Dr. Zhang has received research support from AstraZeneca, Eli Lilly, Forest Laboratories, GlaxoSmithKline, Pfizer, and UCB.
Dr. Davidson has received research support from Pfizer, Eli Lilly, GlaxoSmithKline, Forest, Bristol-Myers Squibb, Cephalon, AstraZeneca, UCB, Janssen, International Psychopharmacology Algorithm Project, and CME Institute; serves as an advisor for Actelion, Pfizer, GlaxoSmithKline, Forest, Eli Lilly, Roche, MediciNova, Jazz, AstraZeneca, Wyeth, Sanofi-Aventis, Janssen, Brain Cells, and Tracscept; receives royalties from MultiHealth Systems Inc., Guilford Publications, American Psychiatric Association, Current Medical Science, and Taylor and Francis; is a speaker for Solvay, Pfizer, GlaxoSmithKline, Forest, Henry Jackson Foundation, University of Hawaii, University of Utah, UNC, University of Chicago, NC Psychiatric Association, Psychiatric Society of Virginia, Texas Society of Psychiatric Physicians, Massachusetts Psychiatric Society, and Duke University Medical Center; and holds equity in Procter and Gamble.
Dr.
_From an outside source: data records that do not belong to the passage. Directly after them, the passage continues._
#![cfg(feature = "dev")]
//! Tests for the ordinary least squares line fit.
//!
//! These tests verify the closed-form fit against independent reference
//! computations, including:
//! - Exact recovery of collinear data
//! - Agreement with the closed-form normal equations on noisy data
//! - Explicit failure on degenerate (constant-x) input
//! - Precondition errors
//!
//! ## Test Organization
//!
//! 1. **Exact Fits** - Collinear data, negative slopes
//! 2. **Reference Agreement** - Noisy data vs. independent computation
//! 3. **Degenerate Input** - Constant x at several magnitudes
//! 4. **Preconditions** - Too few points, mismatched lengths
//! 5. **Prediction** - Line evaluation

use approx::assert_relative_eq;

use linefit::internals::algorithms::regression::LineModel;
use linefit::internals::primitives::errors::LineFitError;

// ============================================================================
// Helper Functions
// ============================================================================

/// Independent closed-form reference: (slope, intercept) from the normal
/// equations, computed directly from sums.
fn reference_fit(x: &[f64], y: &[f64]) -> (f64, f64) {
    let n = x.len() as f64;
    let sum_x: f64 = x.iter().sum();
    let sum_y: f64 = y.iter().sum();
    let sum_xy: f64 = x.iter().zip(y.iter()).map(|(a, b)| a * b).sum();
    let sum_xx: f64 = x.iter().map(|a| a * a).sum();

    let slope = (n * sum_xy - sum_x * sum_y) / (n * sum_xx - sum_x * sum_x);
    let intercept = (sum_y - slope * sum_x) / n;
    (slope, intercept)
}

// ============================================================================
// Exact Fit Tests
// ============================================================================

/// Test exact recovery of a collinear set.
///
/// Verifies that y = 2x + 1 data yields slope 2 and intercept 1.
#[test]
fn test_fit_collinear() {
    let x = [0.0f64, 1.0, 2.0];
    let y = [1.0f64, 3.0, 5.0];

    let model = LineModel::fit_ols(&x, &y).unwrap();
    assert_relative_eq!(model.slope, 2.0, epsilon = 1e-12);
    assert_relative_eq!(model.intercept, 1.0, epsilon = 1e-12);
    assert_relative_eq!(model.x_mean, 1.0, epsilon = 1e-12);
    assert_relative_eq!(model.y_mean, 3.0, epsilon = 1e-12);
}

/// Test a negative slope fits exactly.
///
/// Verifies sign handling in the covariance accumulation.
#[test]
fn test_fit_negative_slope() {
    let x = [0.0f64, 1.0, 2.0];
    let y = [5.0f64, 3.0, 1.0];

    let model = LineModel::fit_ols(&x, &y).unwrap();
    assert_relative_eq!(model.slope, -2.0, epsilon = 1e-12);
    assert_relative_eq!(model.intercept, 5.0, epsilon = 1e-12);
}

// ============================================================================
// Reference Agreement Tests
// ============================================================================

/// Test agreement with an independent closed-form computation.
///
/// Verifies slope and intercept match the normal-equation reference to
/// 1e-9 relative tolerance on noisy data.
#[test]
fn test_fit_matches_reference() {
    let x = [1.0f64, 2.0, 3.0, 4.0, 5.0];
    let y = [2.1f64, 4.0, 5.9, 8.1, 10.0];

    let model = LineModel::fit_ols(&x, &y).unwrap();
    let (slope_ref, intercept_ref) = reference_fit(&x, &y);

    // Hand-checked: slope 1.99, intercept 0.05
    assert_relative_eq!(model.slope, 1.99, max_relative = 1e-9);
    assert_relative_eq!(model.intercept, 0.05, max_relative = 1e-6);
    assert_relative_eq!(model.slope, slope_ref, max_relative = 1e-9);
    assert_relative_eq!(model.intercept, intercept_ref, max_relative = 1e-9);
}

/// Test agreement at large magnitudes.
///
/// Verifies the fit holds up away from unit scale.
#[test]
fn test_fit_large_magnitudes() {
    let x = [1.0e6f64, 2.0e6, 3.0e6, 4.0e6];
    let y = [2.5e6f64, 4.5e6, 6.5e6, 8.5e6];

    let model = LineModel::fit_ols(&x, &y).unwrap();
    assert_relative_eq!(model.slope, 2.0, max_relative = 1e-9);
    assert_relative_eq!(model.intercept, 0.5e6, max_relative = 1e-6);
}

// ============================================================================
// Degenerate Input Tests
// ============================================================================

/// Test constant x fails explicitly.
///
/// Verifies the undefined-slope case surfaces as a distinct error rather
/// than an infinite or NaN slope.
#[test]
fn test_fit_degenerate_zero_x() {
    let x = [0.0f64, 0.0];
    let y = [0.0f64, 5.0];

    let res = LineModel::fit_ols(&x, &y);
    assert!(
        matches!(res, Err(LineFitError::DegenerateXVariance { n: 2 })),
        "Constant x should be a degenerate fit"
    );
}

/// Test constant non-zero x fails explicitly.
///
/// Verifies degeneracy detection away from zero.
#[test]
fn test_fit_degenerate_nonzero_x() {
    let x = [2.5f64, 2.5, 2.5];
    let y = [1.0f64, 2.0, 3.0];

    let res = LineModel::fit_ols(&x, &y);
    assert!(matches!(
        res,
        Err(LineFitError::DegenerateXVariance { n: 3 })
    ));
}

/// Test x identical up to rounding fails explicitly.
///
/// Verifies the relative tolerance catches a column whose deviations are
/// pure floating-point noise.
#[test]
fn test_fit_degenerate_rounding_noise() {
    let x = [0.1f64 + 0.2, 0.3, 0.3];
    let y = [1.0f64, 2.0, 3.0];

    let res = LineModel::fit_ols(&x, &y);
    assert!(matches!(res, Err(LineFitError::DegenerateXVariance { .. })));
}

// ============================================================================
// Precondition Tests
// ============================================================================

/// Test a single sample is rejected.
///
/// Verifies the two-point minimum for a two-parameter line.
#[test]
fn test_fit_single_sample() {
    let res = LineModel::fit_ols(&[1.0f64], &[2.0f64]);
    assert!(matches!(
        res,
        Err(LineFitError::InsufficientData { got: 1, min: 2 })
    ));
}

/// Test empty input is rejected.
///
/// Verifies the minimum check fires before any arithmetic.
#[test]
fn test_fit_empty() {
    let empty: [f64; 0] = [];
    let res = LineModel::fit_ols(&empty, &empty);
    assert!(matches!(
        res,
        Err(LineFitError::InsufficientData { got: 0, min: 2 })
    ));
}

/// Test mismatched array lengths are rejected.
///
/// Verifies the parallel-array contract.
#[test]
fn test_fit_mismatched_lengths() {
    let res = LineModel::fit_ols(&[1.0f64, 2.0], &[1.0f64]);
    assert!(matches!(
        res,
        Err(LineFitError::MismatchedInputs { x_len: 2, y_len: 1 })
    ));
}

// ============================================================================
// Prediction Tests
// ============================================================================

/// Test line evaluation at arbitrary x.
///
/// Verifies `predict` is the pure function slope·x + intercept.
#[test]
fn test_predict() {
    let model = LineModel {
        slope: 2.0f64,
        intercept: 1.0,
        x_mean: 0.0,
        y_mean: 0.0,
    };

    assert_relative_eq!(model.predict(3.0), 7.0, epsilon = 1e-12);
    assert_relative_eq!(model.predict(-1.5), -2.0, epsilon = 1e-12);
    // Pure: repeated evaluation gives the same value
    assert_relative_eq!(model.predict(3.0), model.predict(3.0), epsilon = 0.0);
}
Pollack is an advisor/consultant for AstraZeneca, Brain Cells Inc., Bristol-Myers Squibb, Cephalon, Forest Laboratories, GlaxoSmithKline, Janssen, Jazz Pharmaceuticals, Eli Lilly, Medavante, Neurocrine, Neurogen, Novartis, Otsuka Pharmaceuticals, Pfizer, Predix, Roche Laboratories, Sanofi, Sepracor, Solvay, Tikvah Therapeutics, Transcept Inc., UCB Pharma, and Wyeth; has received research grants from Bristol-Myers Squibb, Cephalon, Forest Laboratories, GlaxoSmithKline, Janssen, Eli Lilly, Pfizer, Sepracor, UCB Pharma, and Wyeth; is a member of the speaker programs of Bristol-Myers Squibb, Forest Laboratories, GlaxoSmithKline, Janssen, Lilly, Pfizer, Solvay, and Wyeth; and holds equity in Medavante and Mensante Corporation.